Inferno Inferno Canto XI (the Sixth Circle: the Heretics) Summary

  • The valley's horrible stench is coming from more burning tombs.
  • Dante and Virgil retreat until they’re behind one of the tombs.
  • Dante reads the inscription on the tomb. It says, "I hold Pope Anastasius." This was a pope who denied the divinity of Christ.
  • Virgil, who apparently has a really sensitive nose, tells Dante that they’re going to sit tight here until their delicate sinuses get used to the horrible smell.
  • Dante says they should use this time wisely. The irritable Virgil tells him to shut up, because he’s already thought of that.
  • Virgil begins explaining the structure of Hell to Dante. We know—we could’ve used this lesson earlier, too.
  • Virgil starts with the next circle. That would be the seventh, the circle of the Violent. It’s divided into three smaller rings, to indicate the three types of violence: 1) violence against God and nature, 2) violence against oneself, and 3) violence against one’s neighbor.
  • Those who practice violence against their neighbors—like murderers, plunderers, and robbers—reside in the first sub-circle.
  • Suicidal people inhabit the second ring.
  • Blasphemers and usurers occupy the third ring.
  • But the most evil category of sin, Virgil explains, is fraud. And sadly, this sin is most particular to human beings.
  • So, in the eighth circle reside the sinners whose fraud "cut[s] off / the bond of love that nature forges." These include people like hypocrites, flatterers, sorcerers, falsifiers, simonists, thieves, barrators, and panderers, to name just a few.

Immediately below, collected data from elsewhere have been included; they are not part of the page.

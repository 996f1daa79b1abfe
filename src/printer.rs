//! Pretty-printer for residual programs.
//!
//! The output round-trips through the parser; parentheses are inserted from
//! operator precedence rather than carried in the AST.

use std::fmt::Write;

use crate::ast::{Expr, ExprKind, Literal, Program, Stmt, StmtKind, SwitchCase};
use crate::values::format_number;

/// Binding strength of each expression form, used to decide parentheses.
fn precedence(expr: &ExprKind) -> u8 {
    match expr {
        ExprKind::Assign { .. } => 1,
        ExprKind::Conditional { .. } => 2,
        ExprKind::Logical { op, .. } => match op {
            crate::ast::LogicalOp::Or => 3,
            crate::ast::LogicalOp::And => 4,
        },
        ExprKind::Binary { op, .. } => {
            use crate::ast::BinOp::*;
            match op {
                EqLoose | NeqLoose | EqStrict | NeqStrict => 5,
                Lt | Lte | Gt | Gte => 6,
                Add | Sub => 7,
                Mul | Div | Rem => 8,
            }
        }
        ExprKind::Unary { .. } => 9,
        ExprKind::Member { .. } | ExprKind::Call { .. } => 10,
        ExprKind::Lit(_) | ExprKind::Var(_) | ExprKind::ObjectLit(_) => 11,
    }
}

pub struct Printer {
    out: String,
    indent: usize,
}

impl Default for Printer {
    fn default() -> Self {
        Self::new()
    }
}

impl Printer {
    pub fn new() -> Self {
        Printer {
            out: String::new(),
            indent: 0,
        }
    }

    pub fn print_program(mut self, program: &[Stmt]) -> String {
        for stmt in program {
            self.print_stmt(stmt);
        }
        self.out
    }

    fn line(&mut self, text: &str) {
        for _ in 0..self.indent {
            self.out.push_str("  ");
        }
        self.out.push_str(text);
        self.out.push('\n');
    }

    fn open_line(&mut self) {
        for _ in 0..self.indent {
            self.out.push_str("  ");
        }
    }

    fn print_stmt(&mut self, stmt: &Stmt) {
        match &stmt.node {
            StmtKind::Empty => {}

            StmtKind::Expression(expr) => {
                self.open_line();
                // A leading `{` would parse as a block; force parentheses.
                if matches!(expr.node, ExprKind::ObjectLit(_)) {
                    self.out.push('(');
                    self.print_expr(expr, 0);
                    self.out.push(')');
                } else {
                    self.print_expr(expr, 0);
                }
                self.out.push_str(";\n");
            }

            StmtKind::Let { name, init } => {
                self.open_line();
                let _ = write!(self.out, "let {}", name);
                if let Some(init) = init {
                    self.out.push_str(" = ");
                    self.print_expr(init, 1);
                }
                self.out.push_str(";\n");
            }

            StmtKind::Block(body) => {
                self.line("{");
                self.indent += 1;
                for s in body {
                    self.print_stmt(s);
                }
                self.indent -= 1;
                self.line("}");
            }

            StmtKind::If {
                test,
                consequent,
                alternate,
            } => {
                self.open_line();
                self.out.push_str("if (");
                self.print_expr(test, 0);
                self.out.push_str(") ");
                self.print_braced(consequent);
                if let Some(alt) = alternate {
                    self.out.push_str(" else ");
                    if matches!(alt.node, StmtKind::If { .. }) {
                        // `else if` stays flat.
                        self.print_stmt_inline(alt);
                    } else {
                        self.print_braced(alt);
                    }
                }
                self.out.push('\n');
            }

            StmtKind::While { test, body } => {
                self.open_line();
                self.out.push_str("while (");
                self.print_expr(test, 0);
                self.out.push_str(") ");
                self.print_braced(body);
                self.out.push('\n');
            }

            StmtKind::Switch {
                discriminant,
                cases,
            } => {
                self.open_line();
                self.out.push_str("switch (");
                self.print_expr(discriminant, 0);
                self.out.push_str(") {\n");
                self.indent += 1;
                for case in cases {
                    self.print_case(case);
                }
                self.indent -= 1;
                self.line("}");
            }

            StmtKind::Return(arg) => {
                self.open_line();
                self.out.push_str("return");
                if let Some(arg) = arg {
                    self.out.push(' ');
                    self.print_expr(arg, 0);
                }
                self.out.push_str(";\n");
            }

            StmtKind::Break(label) => match label {
                Some(l) => self.line(&format!("break {};", l)),
                None => self.line("break;"),
            },

            StmtKind::Continue(label) => match label {
                Some(l) => self.line(&format!("continue {};", l)),
                None => self.line("continue;"),
            },

            StmtKind::Throw(arg) => {
                self.open_line();
                self.out.push_str("throw ");
                self.print_expr(arg, 0);
                self.out.push_str(";\n");
            }

            StmtKind::Try {
                block,
                param,
                handler,
            } => {
                self.open_line();
                self.out.push_str("try ");
                self.print_braced(block);
                let _ = write!(self.out, " catch ({}) ", param);
                self.print_braced(handler);
                self.out.push('\n');
            }

            StmtKind::Labeled { label, body } => {
                self.open_line();
                let _ = write!(self.out, "{}: ", label);
                self.print_stmt_inline(body);
                self.out.push('\n');
            }
        }
    }

    /// Print a statement as the body of a control construct, always braced.
    fn print_braced(&mut self, stmt: &Stmt) {
        match &stmt.node {
            StmtKind::Block(body) => {
                self.out.push_str("{\n");
                self.indent += 1;
                for s in body {
                    self.print_stmt(s);
                }
                self.indent -= 1;
                self.open_line();
                self.out.push('}');
            }
            _ => {
                self.out.push_str("{\n");
                self.indent += 1;
                self.print_stmt(stmt);
                self.indent -= 1;
                self.open_line();
                self.out.push('}');
            }
        }
    }

    /// Print a statement without the leading indent or trailing newline
    /// (for `else if` and label bodies).
    fn print_stmt_inline(&mut self, stmt: &Stmt) {
        let mut nested = Printer {
            out: String::new(),
            indent: self.indent,
        };
        nested.print_stmt(stmt);
        let rendered = nested.out;
        let trimmed = rendered
            .trim_start_matches(' ')
            .trim_end_matches('\n');
        self.out.push_str(trimmed);
    }

    fn print_case(&mut self, case: &SwitchCase) {
        self.open_line();
        match &case.test {
            Some(test) => {
                self.out.push_str("case ");
                self.print_expr(test, 0);
                self.out.push_str(":\n");
            }
            None => self.out.push_str("default:\n"),
        }
        self.indent += 1;
        for s in &case.body {
            self.print_stmt(s);
        }
        self.indent -= 1;
    }

    /// Print an expression; parenthesize when its binding strength is below
    /// what the surrounding context requires.
    fn print_expr(&mut self, expr: &Expr, min_prec: u8) {
        let prec = precedence(&expr.node);
        let needs_parens = prec < min_prec;
        if needs_parens {
            self.out.push('(');
        }
        match &expr.node {
            ExprKind::Lit(lit) => self.print_literal(lit),

            ExprKind::Var(name) => self.out.push_str(name),

            ExprKind::Assign { target, value } => {
                self.print_expr(target, 10);
                self.out.push_str(" = ");
                self.print_expr(value, 1);
            }

            ExprKind::Binary { op, left, right } => {
                self.print_expr(left, prec);
                let _ = write!(self.out, " {} ", op.symbol());
                self.print_expr(right, prec + 1);
            }

            ExprKind::Unary { op, operand } => {
                self.out.push_str(op.symbol());
                self.print_expr(operand, 9);
            }

            ExprKind::Logical { op, left, right } => {
                self.print_expr(left, prec);
                let _ = write!(self.out, " {} ", op.symbol());
                self.print_expr(right, prec + 1);
            }

            ExprKind::Conditional {
                cond,
                consequent,
                alternate,
            } => {
                self.print_expr(cond, 3);
                self.out.push_str(" ? ");
                self.print_expr(consequent, 1);
                self.out.push_str(" : ");
                self.print_expr(alternate, 1);
            }

            ExprKind::Member {
                object,
                property,
                dot,
            } => {
                self.print_expr(object, 10);
                if *dot {
                    self.out.push('.');
                    match &property.node {
                        ExprKind::Lit(Literal::Str(s)) => self.out.push_str(s),
                        ExprKind::Var(name) => self.out.push_str(name),
                        _ => {
                            // Should not happen for dot access; fall back to
                            // computed form.
                            self.out.pop();
                            self.out.push('[');
                            self.print_expr(property, 0);
                            self.out.push(']');
                        }
                    }
                } else {
                    self.out.push('[');
                    self.print_expr(property, 0);
                    self.out.push(']');
                }
            }

            ExprKind::ObjectLit(entries) => {
                if entries.is_empty() {
                    self.out.push_str("{}");
                } else {
                    self.out.push_str("{ ");
                    for (i, (key, value)) in entries.iter().enumerate() {
                        if i > 0 {
                            self.out.push_str(", ");
                        }
                        if is_plain_key(key) {
                            self.out.push_str(key);
                        } else {
                            let _ = write!(self.out, "\"{}\"", escape_string(key));
                        }
                        self.out.push_str(": ");
                        self.print_expr(value, 1);
                    }
                    self.out.push_str(" }");
                }
            }

            ExprKind::Call { callee, args } => {
                self.print_expr(callee, 10);
                self.out.push('(');
                for (i, arg) in args.iter().enumerate() {
                    if i > 0 {
                        self.out.push_str(", ");
                    }
                    self.print_expr(arg, 1);
                }
                self.out.push(')');
            }
        }
        if needs_parens {
            self.out.push(')');
        }
    }

    fn print_literal(&mut self, lit: &Literal) {
        match lit {
            Literal::Number(n) => {
                if *n < 0.0 {
                    // Negative literals print as a negation so precedence
                    // stays right.
                    let _ = write!(self.out, "(-{})", format_number(-n));
                } else {
                    self.out.push_str(&format_number(*n));
                }
            }
            Literal::Str(s) => {
                let _ = write!(self.out, "\"{}\"", escape_string(s));
            }
            Literal::Bool(b) => {
                let _ = write!(self.out, "{}", b);
            }
            Literal::Null => self.out.push_str("null"),
            Literal::Undefined => self.out.push_str("undefined"),
        }
    }
}

/// Render a residual program as source text.
pub fn print_program(body: &[Stmt]) -> String {
    Printer::new().print_program(body)
}

/// Render a whole parsed program (used by tests for round-trips).
pub fn print_ast(program: &Program) -> String {
    print_program(&program.body)
}

fn is_plain_key(key: &str) -> bool {
    let mut chars = key.chars();
    match chars.next() {
        Some(c) if c.is_alphabetic() || c == '_' || c == '$' => {}
        _ => return false,
    }
    chars.all(|c| c.is_alphanumeric() || c == '_' || c == '$')
}

fn escape_string(s: &str) -> String {
    let mut out = String::with_capacity(s.len());
    for c in s.chars() {
        match c {
            '"' => out.push_str("\\\""),
            '\\' => out.push_str("\\\\"),
            '\n' => out.push_str("\\n"),
            '\t' => out.push_str("\\t"),
            '\r' => out.push_str("\\r"),
            c => out.push(c),
        }
    }
    out
}

#[cfg(test)]
mod tests {
    use super::*;
    use crate::parser::parse_source;

    fn roundtrip(src: &str) -> String {
        let program = parse_source(src).unwrap();
        print_ast(&program)
    }

    #[test]
    fn statements_keep_their_shape() {
        let out = roundtrip("let x = 1;\nif (x) {\n  y = 2;\n}\n");
        assert!(out.contains("let x = 1;"));
        assert!(out.contains("if (x) {"));
        assert!(out.contains("y = 2;"));
    }

    #[test]
    fn precedence_inserts_parens() {
        let out = roundtrip("let a = (1 + 2) * 3;");
        assert!(out.contains("(1 + 2) * 3"));
        let out = roundtrip("let b = 1 + 2 * 3;");
        assert!(out.contains("1 + 2 * 3"));
    }

    #[test]
    fn printed_output_reparses() {
        let src = "outer: while (a < 10) { a = a + 1; if (a === 5) { break outer; } }";
        let once = roundtrip(src);
        let twice = roundtrip(&once);
        assert_eq!(once, twice);
    }

    #[test]
    fn strings_are_escaped() {
        let program = parse_source("let s = \"a\\\"b\\n\";").unwrap();
        let out = print_ast(&program);
        assert!(out.contains("\"a\\\"b\\n\""));
    }

    #[test]
    fn object_literal_statement_is_parenthesized() {
        let src = "let o = { a: 1 }; o;";
        let once = roundtrip(src);
        assert!(once.contains("{ a: 1 }"));
        // Printing and reparsing must not turn a literal into a block.
        let twice = roundtrip(&once);
        assert_eq!(once, twice);
    }

    #[test]
    fn numbers_print_like_the_subject_language() {
        let out = roundtrip("let n = 3; let m = 0.5;");
        assert!(out.contains("let n = 3;"));
        assert!(out.contains("let m = 0.5;"));
    }
}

  • But, that’s just ordinary fraud. The ninth circle contains those sinners who’ve committed really bad or treacherous fraud.
  • Dante says to master Virgil that he understands. But what about all those in the previous circles? Why aren’t the sinners there punished as harshly as those in the circles to come? Isn’t God angry with them too?
  • Virgil scolds him for being so stupid. Seriously. He reminds him of a beloved book, Aristotle’s Ethics, which divides sin into three categories: "incontinence, malice, and mad bestiality." (By "malice," he means fraud, "incontinence" means lack of self-control, and by "mad bestiality," he means violence.)
  • The least offensive of these three is incontinence and that’s what all the prior circles have contained (lust, gluttony, avarice, prodigality, wrath, sullenness—if you’re keeping track).
  • Dante, being a model student, now asks Virgil to revisit the sin of usury (yes, we missed the first mention too) and why it’s so bad. Usury is the practice of charging exorbitant interest rates on loaned money.
  • So Virgil starts in with all this mystic stuff about how man’s labor and art follow nature and thus are in line with God’s will. In other words, it is good and natural for men to labor and to earn their living off the sweat from their brows.
  • Usurers, in making a living by generating money unnaturally, violate nature and thereby sin.
  • Lesson over. Virgil notices that the constellations in the sky are changing. So it’s time to move on.